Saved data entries
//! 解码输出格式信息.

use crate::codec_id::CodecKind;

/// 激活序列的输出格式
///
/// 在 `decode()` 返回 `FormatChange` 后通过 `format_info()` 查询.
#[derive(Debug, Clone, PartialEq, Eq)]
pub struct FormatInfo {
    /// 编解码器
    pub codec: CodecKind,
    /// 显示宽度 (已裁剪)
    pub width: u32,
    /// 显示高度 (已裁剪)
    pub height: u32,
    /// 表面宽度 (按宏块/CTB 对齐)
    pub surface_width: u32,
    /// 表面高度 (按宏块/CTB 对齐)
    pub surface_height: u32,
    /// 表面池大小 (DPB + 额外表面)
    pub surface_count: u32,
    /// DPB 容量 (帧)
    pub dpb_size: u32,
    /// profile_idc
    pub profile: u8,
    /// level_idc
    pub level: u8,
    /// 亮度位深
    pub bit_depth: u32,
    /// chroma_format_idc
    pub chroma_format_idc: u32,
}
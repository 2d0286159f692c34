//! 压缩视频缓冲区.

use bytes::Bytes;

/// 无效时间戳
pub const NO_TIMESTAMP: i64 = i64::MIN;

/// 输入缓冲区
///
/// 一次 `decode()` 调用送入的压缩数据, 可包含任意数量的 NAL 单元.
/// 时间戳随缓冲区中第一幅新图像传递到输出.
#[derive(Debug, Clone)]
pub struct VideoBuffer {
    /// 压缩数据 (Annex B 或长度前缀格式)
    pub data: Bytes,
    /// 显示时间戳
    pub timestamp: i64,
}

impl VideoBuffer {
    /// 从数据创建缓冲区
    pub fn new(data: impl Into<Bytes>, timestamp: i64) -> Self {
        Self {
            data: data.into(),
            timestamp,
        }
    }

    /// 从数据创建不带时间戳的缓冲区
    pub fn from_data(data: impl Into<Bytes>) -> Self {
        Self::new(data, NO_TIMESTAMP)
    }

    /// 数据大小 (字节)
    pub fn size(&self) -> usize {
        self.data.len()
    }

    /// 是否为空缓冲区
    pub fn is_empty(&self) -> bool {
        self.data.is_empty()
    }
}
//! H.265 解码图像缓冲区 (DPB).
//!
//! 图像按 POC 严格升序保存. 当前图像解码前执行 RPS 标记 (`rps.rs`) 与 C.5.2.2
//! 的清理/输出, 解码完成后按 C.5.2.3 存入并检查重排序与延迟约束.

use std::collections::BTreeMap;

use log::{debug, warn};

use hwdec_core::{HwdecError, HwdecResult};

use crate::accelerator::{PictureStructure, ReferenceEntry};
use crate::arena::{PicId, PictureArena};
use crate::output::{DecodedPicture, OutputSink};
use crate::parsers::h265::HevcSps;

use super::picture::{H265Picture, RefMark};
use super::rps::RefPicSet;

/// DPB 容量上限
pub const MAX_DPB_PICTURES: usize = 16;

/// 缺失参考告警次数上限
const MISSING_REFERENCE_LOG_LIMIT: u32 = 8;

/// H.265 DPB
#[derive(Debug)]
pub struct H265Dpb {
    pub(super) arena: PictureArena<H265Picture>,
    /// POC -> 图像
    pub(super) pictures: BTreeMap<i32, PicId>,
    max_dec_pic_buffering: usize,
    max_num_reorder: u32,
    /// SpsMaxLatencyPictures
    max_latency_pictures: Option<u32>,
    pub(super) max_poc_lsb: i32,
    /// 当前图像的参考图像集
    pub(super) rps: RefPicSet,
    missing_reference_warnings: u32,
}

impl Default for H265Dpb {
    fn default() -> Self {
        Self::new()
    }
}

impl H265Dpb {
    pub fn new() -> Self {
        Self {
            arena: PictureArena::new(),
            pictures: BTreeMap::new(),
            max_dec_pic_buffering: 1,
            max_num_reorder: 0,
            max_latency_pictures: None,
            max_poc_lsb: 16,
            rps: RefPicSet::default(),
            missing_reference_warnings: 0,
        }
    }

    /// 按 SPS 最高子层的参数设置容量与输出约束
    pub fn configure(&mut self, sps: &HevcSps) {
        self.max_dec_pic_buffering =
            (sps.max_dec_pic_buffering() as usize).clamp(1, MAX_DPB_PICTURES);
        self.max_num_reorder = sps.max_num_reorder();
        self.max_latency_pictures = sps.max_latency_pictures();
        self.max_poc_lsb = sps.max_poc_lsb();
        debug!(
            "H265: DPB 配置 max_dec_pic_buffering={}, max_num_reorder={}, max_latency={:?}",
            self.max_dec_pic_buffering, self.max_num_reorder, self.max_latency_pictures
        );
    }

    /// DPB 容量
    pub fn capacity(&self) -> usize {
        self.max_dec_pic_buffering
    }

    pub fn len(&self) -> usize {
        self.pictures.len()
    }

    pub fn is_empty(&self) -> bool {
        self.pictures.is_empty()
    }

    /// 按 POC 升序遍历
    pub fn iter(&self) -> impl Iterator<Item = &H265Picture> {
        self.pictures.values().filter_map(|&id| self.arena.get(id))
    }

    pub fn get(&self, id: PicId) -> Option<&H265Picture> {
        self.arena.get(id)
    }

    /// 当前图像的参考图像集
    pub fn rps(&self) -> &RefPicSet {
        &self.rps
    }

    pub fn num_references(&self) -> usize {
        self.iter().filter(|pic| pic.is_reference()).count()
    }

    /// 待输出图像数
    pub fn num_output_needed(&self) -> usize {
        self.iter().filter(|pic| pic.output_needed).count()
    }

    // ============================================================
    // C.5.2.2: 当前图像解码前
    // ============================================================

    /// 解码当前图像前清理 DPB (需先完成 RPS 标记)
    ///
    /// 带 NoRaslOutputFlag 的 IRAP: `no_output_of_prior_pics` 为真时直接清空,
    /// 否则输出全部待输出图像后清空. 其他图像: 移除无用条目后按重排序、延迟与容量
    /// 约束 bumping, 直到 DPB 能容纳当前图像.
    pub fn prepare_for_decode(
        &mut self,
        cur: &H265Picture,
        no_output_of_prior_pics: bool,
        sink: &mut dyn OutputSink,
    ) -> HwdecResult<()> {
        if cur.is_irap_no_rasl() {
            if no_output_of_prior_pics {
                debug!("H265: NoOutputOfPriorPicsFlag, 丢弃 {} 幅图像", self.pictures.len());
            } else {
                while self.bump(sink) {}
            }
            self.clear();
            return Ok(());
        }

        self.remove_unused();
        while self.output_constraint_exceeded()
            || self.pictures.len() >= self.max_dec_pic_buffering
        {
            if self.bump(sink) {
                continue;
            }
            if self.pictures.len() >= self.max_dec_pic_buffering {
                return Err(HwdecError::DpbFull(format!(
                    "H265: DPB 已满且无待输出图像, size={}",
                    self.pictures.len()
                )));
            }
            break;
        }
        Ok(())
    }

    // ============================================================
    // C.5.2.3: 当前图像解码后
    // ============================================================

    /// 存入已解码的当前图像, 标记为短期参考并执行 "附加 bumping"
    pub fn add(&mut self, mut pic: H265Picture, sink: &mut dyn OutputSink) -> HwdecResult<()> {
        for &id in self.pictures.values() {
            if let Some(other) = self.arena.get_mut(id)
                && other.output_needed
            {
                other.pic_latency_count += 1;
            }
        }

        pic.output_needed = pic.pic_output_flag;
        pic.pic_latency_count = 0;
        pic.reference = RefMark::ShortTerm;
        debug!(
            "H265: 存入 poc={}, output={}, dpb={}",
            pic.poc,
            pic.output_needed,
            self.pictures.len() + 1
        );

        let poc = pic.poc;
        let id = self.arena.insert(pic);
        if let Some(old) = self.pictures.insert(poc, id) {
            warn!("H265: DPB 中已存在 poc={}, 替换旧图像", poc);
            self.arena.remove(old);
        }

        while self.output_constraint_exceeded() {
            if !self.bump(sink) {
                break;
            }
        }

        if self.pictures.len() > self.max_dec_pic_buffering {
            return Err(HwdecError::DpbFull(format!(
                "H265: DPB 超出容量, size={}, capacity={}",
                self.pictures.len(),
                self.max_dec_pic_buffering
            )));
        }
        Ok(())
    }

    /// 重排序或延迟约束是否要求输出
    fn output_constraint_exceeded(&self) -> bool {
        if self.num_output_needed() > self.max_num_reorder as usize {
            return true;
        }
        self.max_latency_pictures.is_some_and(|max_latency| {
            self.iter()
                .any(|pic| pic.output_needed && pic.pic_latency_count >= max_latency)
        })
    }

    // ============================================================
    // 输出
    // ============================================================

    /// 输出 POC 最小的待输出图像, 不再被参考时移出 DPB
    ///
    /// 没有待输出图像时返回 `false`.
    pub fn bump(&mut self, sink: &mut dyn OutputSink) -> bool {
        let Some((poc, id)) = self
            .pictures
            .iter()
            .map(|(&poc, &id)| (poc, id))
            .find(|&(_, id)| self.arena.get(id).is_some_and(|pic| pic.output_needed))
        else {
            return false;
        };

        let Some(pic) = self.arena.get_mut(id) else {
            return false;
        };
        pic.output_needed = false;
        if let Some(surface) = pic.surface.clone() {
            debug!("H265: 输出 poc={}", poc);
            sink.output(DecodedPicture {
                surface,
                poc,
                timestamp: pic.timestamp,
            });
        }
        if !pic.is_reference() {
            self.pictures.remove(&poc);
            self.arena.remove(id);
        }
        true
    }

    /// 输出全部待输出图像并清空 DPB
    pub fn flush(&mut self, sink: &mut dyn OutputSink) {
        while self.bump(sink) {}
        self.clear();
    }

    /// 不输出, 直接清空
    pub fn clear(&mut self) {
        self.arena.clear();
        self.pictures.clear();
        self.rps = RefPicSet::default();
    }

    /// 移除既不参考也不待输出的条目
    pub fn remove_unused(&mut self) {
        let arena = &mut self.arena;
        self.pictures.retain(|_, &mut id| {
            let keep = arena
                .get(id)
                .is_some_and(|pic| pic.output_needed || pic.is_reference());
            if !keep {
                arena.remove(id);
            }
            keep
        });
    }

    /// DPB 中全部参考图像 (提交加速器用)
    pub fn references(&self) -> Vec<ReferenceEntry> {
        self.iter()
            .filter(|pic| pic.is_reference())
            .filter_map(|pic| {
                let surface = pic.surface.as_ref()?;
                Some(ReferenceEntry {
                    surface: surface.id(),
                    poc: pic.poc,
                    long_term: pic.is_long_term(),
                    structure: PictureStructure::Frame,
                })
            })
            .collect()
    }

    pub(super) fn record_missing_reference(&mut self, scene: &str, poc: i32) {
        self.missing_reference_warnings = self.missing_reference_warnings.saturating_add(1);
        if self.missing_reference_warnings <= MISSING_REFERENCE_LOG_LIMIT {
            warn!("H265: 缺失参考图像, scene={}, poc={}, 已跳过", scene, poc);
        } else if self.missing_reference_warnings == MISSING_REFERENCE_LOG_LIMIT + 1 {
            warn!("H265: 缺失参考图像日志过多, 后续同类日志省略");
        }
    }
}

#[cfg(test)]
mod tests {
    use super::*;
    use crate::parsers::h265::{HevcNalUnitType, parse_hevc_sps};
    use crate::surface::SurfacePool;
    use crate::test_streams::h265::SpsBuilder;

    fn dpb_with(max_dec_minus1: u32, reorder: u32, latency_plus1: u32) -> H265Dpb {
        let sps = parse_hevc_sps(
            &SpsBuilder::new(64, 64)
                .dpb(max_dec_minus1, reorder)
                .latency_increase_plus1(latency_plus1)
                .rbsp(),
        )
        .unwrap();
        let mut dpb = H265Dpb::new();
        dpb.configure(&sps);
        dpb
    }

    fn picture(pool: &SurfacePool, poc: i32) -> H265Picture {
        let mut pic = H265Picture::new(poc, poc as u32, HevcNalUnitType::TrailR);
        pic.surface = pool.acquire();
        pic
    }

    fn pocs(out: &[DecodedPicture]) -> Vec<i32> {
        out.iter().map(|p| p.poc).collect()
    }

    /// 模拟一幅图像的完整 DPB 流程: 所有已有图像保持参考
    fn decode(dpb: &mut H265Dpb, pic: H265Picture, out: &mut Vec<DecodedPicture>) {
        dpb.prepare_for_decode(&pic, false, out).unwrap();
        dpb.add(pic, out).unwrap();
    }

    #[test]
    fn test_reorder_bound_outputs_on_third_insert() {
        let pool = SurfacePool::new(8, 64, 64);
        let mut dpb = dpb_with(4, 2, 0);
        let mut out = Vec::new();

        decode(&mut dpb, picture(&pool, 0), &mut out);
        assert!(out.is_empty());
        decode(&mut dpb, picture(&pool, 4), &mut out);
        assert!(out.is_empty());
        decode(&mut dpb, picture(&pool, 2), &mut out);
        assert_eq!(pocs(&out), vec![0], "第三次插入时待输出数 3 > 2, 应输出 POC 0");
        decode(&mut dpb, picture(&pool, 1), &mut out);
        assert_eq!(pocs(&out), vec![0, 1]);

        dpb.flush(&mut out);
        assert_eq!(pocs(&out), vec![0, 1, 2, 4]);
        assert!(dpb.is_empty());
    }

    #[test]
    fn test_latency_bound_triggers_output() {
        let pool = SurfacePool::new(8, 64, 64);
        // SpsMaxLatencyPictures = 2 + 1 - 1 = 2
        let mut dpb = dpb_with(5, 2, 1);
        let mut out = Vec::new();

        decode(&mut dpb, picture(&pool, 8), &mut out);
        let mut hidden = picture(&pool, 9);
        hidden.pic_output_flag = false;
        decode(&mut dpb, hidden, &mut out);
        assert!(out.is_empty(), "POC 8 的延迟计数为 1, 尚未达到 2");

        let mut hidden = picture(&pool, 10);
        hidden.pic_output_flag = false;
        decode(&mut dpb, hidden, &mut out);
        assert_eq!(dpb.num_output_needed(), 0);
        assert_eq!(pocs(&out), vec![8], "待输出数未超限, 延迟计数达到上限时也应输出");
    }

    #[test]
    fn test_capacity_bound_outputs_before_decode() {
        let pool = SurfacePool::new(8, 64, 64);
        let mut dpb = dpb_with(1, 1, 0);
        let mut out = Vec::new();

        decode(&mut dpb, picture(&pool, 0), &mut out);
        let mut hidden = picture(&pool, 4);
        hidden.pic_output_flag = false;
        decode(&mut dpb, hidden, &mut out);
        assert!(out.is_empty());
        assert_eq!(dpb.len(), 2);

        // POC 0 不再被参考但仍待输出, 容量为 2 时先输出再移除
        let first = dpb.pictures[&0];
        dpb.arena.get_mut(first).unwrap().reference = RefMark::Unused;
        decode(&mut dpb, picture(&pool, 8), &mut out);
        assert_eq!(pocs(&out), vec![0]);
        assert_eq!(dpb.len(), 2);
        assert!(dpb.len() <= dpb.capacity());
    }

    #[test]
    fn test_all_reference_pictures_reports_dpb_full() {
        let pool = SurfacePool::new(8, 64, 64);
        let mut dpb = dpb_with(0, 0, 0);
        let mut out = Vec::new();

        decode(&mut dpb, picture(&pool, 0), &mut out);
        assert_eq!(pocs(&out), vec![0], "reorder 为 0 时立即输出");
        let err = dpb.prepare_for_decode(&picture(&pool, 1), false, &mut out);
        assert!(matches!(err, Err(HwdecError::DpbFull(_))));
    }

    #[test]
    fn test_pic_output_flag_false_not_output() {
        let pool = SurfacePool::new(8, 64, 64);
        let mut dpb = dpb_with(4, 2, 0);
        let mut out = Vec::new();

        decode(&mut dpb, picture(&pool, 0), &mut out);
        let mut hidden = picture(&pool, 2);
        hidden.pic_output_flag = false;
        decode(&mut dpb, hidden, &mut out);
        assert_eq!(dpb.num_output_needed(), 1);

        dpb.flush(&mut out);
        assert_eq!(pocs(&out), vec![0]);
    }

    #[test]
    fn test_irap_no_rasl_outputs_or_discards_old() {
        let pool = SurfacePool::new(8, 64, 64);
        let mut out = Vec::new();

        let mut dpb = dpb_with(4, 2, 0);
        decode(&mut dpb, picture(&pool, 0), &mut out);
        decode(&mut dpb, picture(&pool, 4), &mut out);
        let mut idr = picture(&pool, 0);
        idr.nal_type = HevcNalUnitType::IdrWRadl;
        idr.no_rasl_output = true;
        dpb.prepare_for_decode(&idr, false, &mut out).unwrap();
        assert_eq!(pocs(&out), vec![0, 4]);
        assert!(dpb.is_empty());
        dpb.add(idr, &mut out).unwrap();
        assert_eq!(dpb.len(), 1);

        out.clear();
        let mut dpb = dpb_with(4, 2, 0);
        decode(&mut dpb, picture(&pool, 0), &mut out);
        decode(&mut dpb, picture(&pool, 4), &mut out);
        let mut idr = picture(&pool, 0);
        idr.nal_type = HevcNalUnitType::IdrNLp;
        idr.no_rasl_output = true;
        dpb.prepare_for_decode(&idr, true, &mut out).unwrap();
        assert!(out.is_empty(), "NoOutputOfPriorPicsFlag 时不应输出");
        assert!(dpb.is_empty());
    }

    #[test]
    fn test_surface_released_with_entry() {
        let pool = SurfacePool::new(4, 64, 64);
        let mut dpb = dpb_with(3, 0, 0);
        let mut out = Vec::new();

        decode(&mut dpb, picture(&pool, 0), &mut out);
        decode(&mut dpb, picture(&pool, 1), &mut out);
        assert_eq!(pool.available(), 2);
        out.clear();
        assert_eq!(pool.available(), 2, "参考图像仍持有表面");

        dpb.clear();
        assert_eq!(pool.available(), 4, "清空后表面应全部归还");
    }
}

Your instructions> Which of the lines above include the word "PictureArena"? Copy each of them.

Answer space>
use crate::arena::{PicId, PictureArena};
    pub(super) arena: PictureArena<H265Picture>,
            arena: PictureArena::new(),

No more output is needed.